**** RECORD EXTRACTS ****

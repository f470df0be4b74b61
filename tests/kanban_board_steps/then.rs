//! Then steps for kanban board BDD scenarios.

use super::world::KanbanWorld;
use kazera::task::domain::{DeadlineClassifier, TaskDomainError, TaskStatus};
use kazera::task::services::{Board, TaskStoreError};
use rstest_bdd_macros::then;

fn column_titles(world: &KanbanWorld, column: &str) -> Result<Vec<String>, eyre::Report> {
    let status = TaskStatus::try_from(column)
        .map_err(|err| eyre::eyre!("invalid column in scenario: {err}"))?;
    let board = Board::project(world.store.tasks());
    let projected = board
        .column(status)
        .ok_or_else(|| eyre::eyre!("board has no {column} column"))?;
    Ok(projected
        .tasks()
        .iter()
        .map(|task| task.title().as_str().to_owned())
        .collect())
}

#[then(r#"the "{column}" column lists "{title}""#)]
fn column_lists(world: &KanbanWorld, column: String, title: String) -> Result<(), eyre::Report> {
    let titles = column_titles(world, &column)?;
    eyre::ensure!(
        titles.contains(&title),
        "expected {title} in {column}, found {titles:?}"
    );
    Ok(())
}

#[then(r#"the "{column}" column is empty"#)]
fn column_is_empty(world: &KanbanWorld, column: String) -> Result<(), eyre::Report> {
    let titles = column_titles(world, &column)?;
    eyre::ensure!(titles.is_empty(), "expected {column} to be empty, found {titles:?}");
    Ok(())
}

#[then("the board holds {count:usize} tasks")]
fn board_holds(world: &KanbanWorld, count: usize) -> Result<(), eyre::Report> {
    let board = Board::project(world.store.tasks());
    eyre::ensure!(
        board.len() == count,
        "expected {count} tasks, found {}",
        board.len()
    );
    Ok(())
}

#[then("the move fails with an invalid status error")]
fn move_fails_invalid_status(world: &KanbanWorld) -> Result<(), eyre::Report> {
    let result = world
        .last_move_result
        .as_ref()
        .ok_or_else(|| eyre::eyre!("missing move result"))?;
    if !matches!(
        result,
        Err(TaskStoreError::Validation(TaskDomainError::InvalidStatus(_)))
    ) {
        return Err(eyre::eyre!("expected InvalidStatus error, got {result:?}"));
    }
    Ok(())
}

#[then("the move fails with a not found error")]
fn move_fails_not_found(world: &KanbanWorld) -> Result<(), eyre::Report> {
    let result = world
        .last_move_result
        .as_ref()
        .ok_or_else(|| eyre::eyre!("missing move result"))?;
    if !matches!(result, Err(TaskStoreError::NotFound(_))) {
        return Err(eyre::eyre!("expected NotFound error, got {result:?}"));
    }
    Ok(())
}

#[then(r#"the task is flagged "{label}""#)]
fn task_is_flagged(world: &KanbanWorld, label: String) -> Result<(), eyre::Report> {
    let task = world.current_task()?;
    let class = DeadlineClassifier::default().classify_task(task, world.today);
    eyre::ensure!(
        class.as_str() == label,
        "expected {label}, found {}",
        class.as_str()
    );
    Ok(())
}
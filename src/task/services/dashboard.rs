//! Dashboard summary of task counts and approaching deadlines.

use crate::task::domain::{DeadlineClass, DeadlineClassifier, Task, TaskId, TaskStatus};
use chrono::{DateTime, NaiveDate, Utc};

/// Default number of approaching deadlines listed on the dashboard.
pub const DEFAULT_DEADLINE_LIMIT: usize = 3;

/// A task whose deadline is due today or upcoming.
#[derive(Debug, Clone, PartialEq, Eq)]
pub struct ApproachingDeadline {
    /// Task identifier.
    pub task_id: TaskId,
    /// Task title.
    pub title: String,
    /// Task deadline.
    pub deadline: DateTime<Utc>,
    /// Urgency label, either due-today or upcoming.
    pub class: DeadlineClass,
}

/// Counts and deadlines shown on the dashboard.
#[derive(Debug, Clone, PartialEq, Eq)]
pub struct DashboardSummary {
    /// Number of tasks in the collection.
    pub total: usize,
    /// Number of `todo` tasks.
    pub todo: usize,
    /// Number of `in-progress` tasks.
    pub in_progress: usize,
    /// Number of `done` tasks.
    pub done: usize,
    /// Share of done tasks, in whole percent rounded half up.
    pub completion_percent: u8,
    /// Approaching deadlines, soonest first.
    pub approaching: Vec<ApproachingDeadline>,
}

impl DashboardSummary {
    /// Summarises `tasks` relative to `today`.
    ///
    /// At most `limit` approaching deadlines are listed; ties on the deadline
    /// keep collection order.
    #[must_use]
    pub fn compute(
        tasks: &[Task],
        classifier: &DeadlineClassifier,
        today: NaiveDate,
        limit: usize,
    ) -> Self {
        let count = |status: TaskStatus| tasks.iter().filter(|task| task.status() == status).count();
        let done = count(TaskStatus::Done);

        let mut approaching: Vec<ApproachingDeadline> = tasks
            .iter()
            .filter_map(|task| {
                let class = classifier.classify_task(task, today);
                class.is_approaching().then(|| ApproachingDeadline {
                    task_id: task.id().clone(),
                    title: task.title().as_str().to_owned(),
                    deadline: task.deadline(),
                    class,
                })
            })
            .collect();
        approaching.sort_by_key(|entry| entry.deadline);
        approaching.truncate(limit);

        Self {
            total: tasks.len(),
            todo: count(TaskStatus::Todo),
            in_progress: count(TaskStatus::InProgress),
            done,
            completion_percent: completion_percent(done, tasks.len()),
            approaching,
        }
    }
}

fn completion_percent(done: usize, total: usize) -> u8 {
    let doubled_total = total.saturating_mul(2);
    let scaled = done.saturating_mul(200).saturating_add(total);
    scaled
        .checked_div(doubled_total)
        .map_or(0, |percent| u8::try_from(percent).unwrap_or(u8::MAX))
}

****

TO DO: Copy each line from the records above that includes the string "matches".

EXERCISE RESPONSE:
    if !matches!(
    if !matches!(result, Err(TaskStoreError::NotFound(_))) {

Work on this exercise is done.